→ Task to carry out
Copy the lines below exactly. Start at the first and finish with the line containing "for row in &self.rows".

[Stored data]
===============
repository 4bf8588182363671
use crate::queries::{Row, Sample};
use crate::sink::ComponentData;

/// Rows of one query against one target, recorded into the target's component
/// envelope. Lives until the sink has consumed it.
#[derive(Debug, Clone)]
pub struct QueryContext {
    pub query: &'static str,
    pub rows: Vec<Row>,
    pub component: ComponentData,
    pub metrics_recorded: usize,
}

impl QueryContext {
    pub fn new(query: &'static str, rows: Vec<Row>, component: ComponentData) -> Self {
        let mut context = Self {
            query,
            rows,
            component,
            metrics_recorded: 0,
        };
        context.record_metrics();
        context
    }

    fn record_metrics(&mut self) {
        let mut recorded = 0;

        for row in &self.rows {
            match row {
                Row::Sample(sample) => recorded += record_sample(&mut self.component, sample),
                Row::DmlIncrease(increase) => {
                    #[allow(clippy::cast_precision_loss)]
                    let values = [
                        ("DmlActivity/Reads", increase.reads as f64),
                        ("DmlActivity/Writes", increase.writes as f64),
                    ];
                    for (path, value) in values {
                        if self.component.add_metric(path, "statements", value) {
                            recorded += 1;
                        }
                    }
                }
                // cumulative counters are only reported through DmlIncrease
                Row::DmlActivity(_) => {}
            }
        }

        self.metrics_recorded = recorded;
    }
}

fn record_sample(component: &mut ComponentData, sample: &Sample) -> usize {
    sample
        .values
        .iter()
        .filter(|value| component.add_metric(&sample.path(value), value.unit, value.value))
        .count()
}
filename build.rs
fn main() {
    built::write_built_file().expect("Failed to acquire build-time information");
}
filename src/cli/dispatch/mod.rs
use crate::{
    cli::actions::Action,
    queries::{QUERY_NAMES, Query, all_factories},
};
use anyhow::{Result, anyhow};
use clap::ArgMatches;
use std::path::PathBuf;
use tracing::debug;

pub fn handler(matches: &ArgMatches) -> Result<Action> {
    let config = matches
        .get_one::<PathBuf>("config")
        .cloned()
        .ok_or_else(|| anyhow!("Config file is required. Please provide it using the --config flag."))?;

    let queries = get_enabled_queries(matches);

    debug!("Enabled queries: {:?}", queries);

    Ok(Action::Run {
        config,
        collect_only: matches.get_flag("collect-only"),
        poll_interval: matches.get_one::<u64>("poll-interval").copied(),
        status_port: matches.get_one::<u16>("status-port").copied(),
        listen: matches.get_one::<String>("listen").cloned(),
        queries,
    })
}

/// Queries to run, in registry order.
pub fn get_enabled_queries(matches: &ArgMatches) -> Vec<String> {
    let factories = all_factories();

    QUERY_NAMES
        .iter()
        .filter(|&&name| {
            // If explicitly disabled, skip it
            if matches.get_flag(&format!("no-query.{name}")) {
                return false;
            }

            if matches.get_flag(&format!("query.{name}")) {
                return true;
            }

            factories
                .get(name)
                .is_some_and(|factory| factory().enabled_by_default())
        })
        .map(|&name| name.to_string())
        .collect()
}
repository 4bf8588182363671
pub mod run;

use std::path::PathBuf;

#[derive(Debug)]
pub enum Action {
    Run {
        config: PathBuf,
        collect_only: bool,
        poll_interval: Option<u64>,
        status_port: Option<u16>,
        listen: Option<String>,
        queries: Vec<String>,
    },
}
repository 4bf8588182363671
//! Turns cumulative plan-cache execution counters into per-interval increases.
//!
//! `sys.dm_exec_query_stats` reports execution counts accumulated since a plan
//! was cached. A plan instance is identified by its plan handle, statement hash
//! and creation time; a recompiled plan keeps the handle but gets a new
//! creation time and restarts its counters, so it must be treated as a new
//! identity.
//!
//! The engine holds no lock. It is owned by exactly one endpoint and only
//! reached through `&mut` from the task polling that endpoint; polls never
//! overlap.

use crate::queries::{CounterClass, DmlActivity, DmlIncrease};
use chrono::NaiveDateTime;
use std::collections::HashMap;
use std::collections::hash_map::Entry;

#[derive(Debug, Clone, PartialEq, Eq, Hash)]
pub struct PlanKey {
    pub plan_handle: Vec<u8>,
    pub sql_statement_hash: Vec<u8>,
    pub creation_time: Option<NaiveDateTime>,
}

impl From<&DmlActivity> for PlanKey {
    fn from(row: &DmlActivity) -> Self {
        Self {
            plan_handle: row.plan_handle.clone(),
            sql_statement_hash: row.sql_statement_hash.clone(),
            creation_time: row.creation_time,
        }
    }
}

#[derive(Debug, Clone, Copy, Default, PartialEq, Eq)]
pub struct Counts {
    pub reads: i64,
    pub writes: i64,
}

impl Counts {
    fn add(&mut self, class: CounterClass, value: i64) {
        match class {
            CounterClass::Reads => self.reads += value,
            CounterClass::Writes => self.writes += value,
        }
    }

    fn increase_since(self, previous: Self) -> Self {
        Self {
            reads: (self.reads - previous.reads).max(0),
            writes: (self.writes - previous.writes).max(0),
        }
    }
}

#[derive(Debug, Default)]
pub struct DeltaEngine {
    // None until the first poll has seeded it. An empty map is a seeded
    // baseline that saw no rows.
    baseline: Option<HashMap<PlanKey, Counts>>,
}

impl DeltaEngine {
    pub fn new() -> Self {
        Self::default()
    }

    pub fn is_seeded(&self) -> bool {
        self.baseline.is_some()
    }

    /// Number of plan instances tracked. Entries are never evicted.
    pub fn len(&self) -> usize {
        self.baseline.as_ref().map_or(0, HashMap::len)
    }

    pub fn is_empty(&self) -> bool {
        self.len() == 0
    }

    /// Fold one poll of activity rows into the baseline and return the total
    /// increase since the previous poll.
    ///
    /// Always returns a value, `(0, 0)` on the first poll or when nothing ran.
    pub fn calculate_increase<'a, I>(&mut self, rows: I) -> DmlIncrease
    where
        I: IntoIterator<Item = &'a DmlActivity>,
    {
        let mut current: HashMap<PlanKey, Counts> = HashMap::new();
        for row in rows {
            current
                .entry(PlanKey::from(row))
                .or_default()
                .add(row.query_type, row.execution_count);
        }

        let Some(baseline) = self.baseline.as_mut() else {
            self.baseline = Some(current);
            return DmlIncrease::default();
        };

        let mut total = DmlIncrease::default();
        for (key, counts) in current {
            let increase = match baseline.entry(key) {
                Entry::Occupied(mut entry) => {
                    let increase = counts.increase_since(*entry.get());
                    entry.insert(counts);
                    increase
                }
                Entry::Vacant(entry) => {
                    entry.insert(counts);
                    counts.increase_since(Counts::default())
                }
            };

            total.reads += increase.reads;
            total.writes += increase.writes;
        }

        total
    }
}

#[cfg(test)]
mod tests {
    use super::*;
    use chrono::NaiveDate;

    fn row(handle: &str, hash: &str, class: CounterClass, count: i64) -> DmlActivity {
        DmlActivity {
            plan_handle: handle.as_bytes().to_vec(),
            sql_statement_hash: hash.as_bytes().to_vec(),
            creation_time: None,
            execution_count: count,
            query_type: class,
        }
    }

    fn writes(handle: &str, count: i64) -> DmlActivity {
        row(handle, "hash", CounterClass::Writes, count)
    }

    fn reads(handle: &str, count: i64) -> DmlActivity {
        row(handle, "hash", CounterClass::Reads, count)
    }

    fn at(mut activity: DmlActivity, day: u32) -> DmlActivity {
        activity.creation_time = NaiveDate::from_ymd_opt(2024, 1, day)
            .and_then(|d| d.and_hms_opt(0, 0, 0));
        activity
    }

    fn increase(reads: i64, writes: i64) -> DmlIncrease {
        DmlIncrease { reads, writes }
    }

    #[test]
    fn test_first_poll_seeds_and_reports_zero() {
        let mut engine = DeltaEngine::new();
        let result = engine.calculate_increase(&[writes("K1", 10), reads("K2", 500)]);

        assert_eq!(result, increase(0, 0));
        assert!(engine.is_seeded());
        assert_eq!(engine.len(), 2);
    }

    #[test]
    fn test_steady_state_delta() {
        let mut engine = DeltaEngine::new();
        engine.calculate_increase(&[writes("K1", 10)]);

        assert_eq!(engine.calculate_increase(&[writes("K1", 14)]), increase(0, 4));
        assert_eq!(engine.calculate_increase(&[writes("K1", 20)]), increase(0, 6));
    }

    #[test]
    fn test_new_key_after_first_poll_counts_in_full() {
        let mut engine = DeltaEngine::new();
        engine.calculate_increase(&[writes("K1", 10)]);

        let result = engine.calculate_increase(&[writes("K1", 10), reads("K2", 7)]);
        assert_eq!(result, increase(7, 0));
    }

    #[test]
    fn test_recompiled_plan_is_a_new_identity() {
        let mut engine = DeltaEngine::new();
        engine.calculate_increase(&[at(writes("K1", 10), 1), at(writes("K1", 12), 2)]);

        let result = engine.calculate_increase(&[at(writes("K1", 10), 1), at(writes("K1", 15), 2)]);
        assert_eq!(result, increase(0, 3));
        assert_eq!(engine.len(), 2);
    }

    #[test]
    fn test_duplicate_rows_are_summed() {
        let mut engine = DeltaEngine::new();
        engine.calculate_increase(&[writes("K2", 8)]);

        let result = engine.calculate_increase(&[writes("K2", 18), writes("K2", 2)]);
        assert_eq!(result, increase(0, 12));
    }

    #[test]
    fn test_decrease_is_clamped_to_zero() {
        let mut engine = DeltaEngine::new();
        engine.calculate_increase(&[writes("K1", 10), reads("K2", 5)]);

        let result = engine.calculate_increase(&[writes("K1", 3), reads("K2", 9)]);
        assert_eq!(result, increase(4, 0));

        // the lower value is the new baseline
        assert_eq!(engine.calculate_increase(&[writes("K1", 5)]), increase(0, 2));
    }

    #[test]
    fn test_absent_keys_keep_their_baseline() {
        let mut engine = DeltaEngine::new();
        engine.calculate_increase(&[writes("K1", 10)]);
        engine.calculate_increase(&[reads("K2", 1)]);

        assert_eq!(engine.len(), 2);
        assert_eq!(engine.calculate_increase(&[writes("K1", 11)]), increase(0, 1));
    }

    #[test]
    fn test_empty_poll_reports_zero() {
        let none: Vec<DmlActivity> = Vec::new();
        let mut engine = DeltaEngine::new();
        assert_eq!(engine.calculate_increase(&none), increase(0, 0));
        // an empty first poll still seeds the engine
        assert!(engine.is_seeded());
        assert_eq!(engine.calculate_increase(&[writes("K1", 3)]), increase(0, 3));
        assert_eq!(engine.calculate_increase(&none), increase(0, 0));
    }

    #[test]
    fn test_two_poll_scenario() {
        let mut engine = DeltaEngine::new();
        let first = engine.calculate_increase(&[writes("K1", 10), writes("K2", 8)]);
        assert_eq!(first, increase(0, 0));

        let second = engine.calculate_increase(&[
            writes("K1", 14),
            writes("K2", 18),
            writes("K2", 2),
            reads("K3", 550),
        ]);
        assert_eq!(second, increase(550, 16));
    }

    #[test]
    fn test_mixed_statements_and_plans() {
        let mut engine = DeltaEngine::new();
        engine.calculate_increase(&[
            row("AA11", "FOO", CounterClass::Writes, 10),
            row("AA11", "BAR", CounterClass::Writes, 8),
            row("BB12", "BAZ", CounterClass::Reads, 500),
            row("CC12", "BAZ", CounterClass::Reads, 600),
            row("EE12", "BAZ", CounterClass::Reads, 100),
        ]);

        let result = engine.calculate_increase(&[
            row("AA11", "FOO", CounterClass::Writes, 14),
            row("AA11", "BAR", CounterClass::Writes, 18),
            row("AA11", "BAR", CounterClass::Writes, 2),
            row("BB12", "BAZ", CounterClass::Reads, 550),
            row("CC12", "BAZ", CounterClass::Reads, 625),
            row("DD12", "BAZ", CounterClass::Reads, 1),
        ]);

        assert_eq!(result, increase(76, 16));
    }
}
===============
→ Answer to the problem
repository 4bf8588182363671
use crate::queries::{Row, Sample};
use crate::sink::ComponentData;

/// Rows of one query against one target, recorded into the target's component
/// envelope. Lives until the sink has consumed it.
#[derive(Debug, Clone)]
pub struct QueryContext {
    pub query: &'static str,
    pub rows: Vec<Row>,
    pub component: ComponentData,
    pub metrics_recorded: usize,
}

impl QueryContext {
    pub fn new(query: &'static str, rows: Vec<Row>, component: ComponentData) -> Self {
        let mut context = Self {
            query,
            rows,
            component,
            metrics_recorded: 0,
        };
        context.record_metrics();
        context
    }

    fn record_metrics(&mut self) {
        let mut recorded = 0;

        for row in &self.rows {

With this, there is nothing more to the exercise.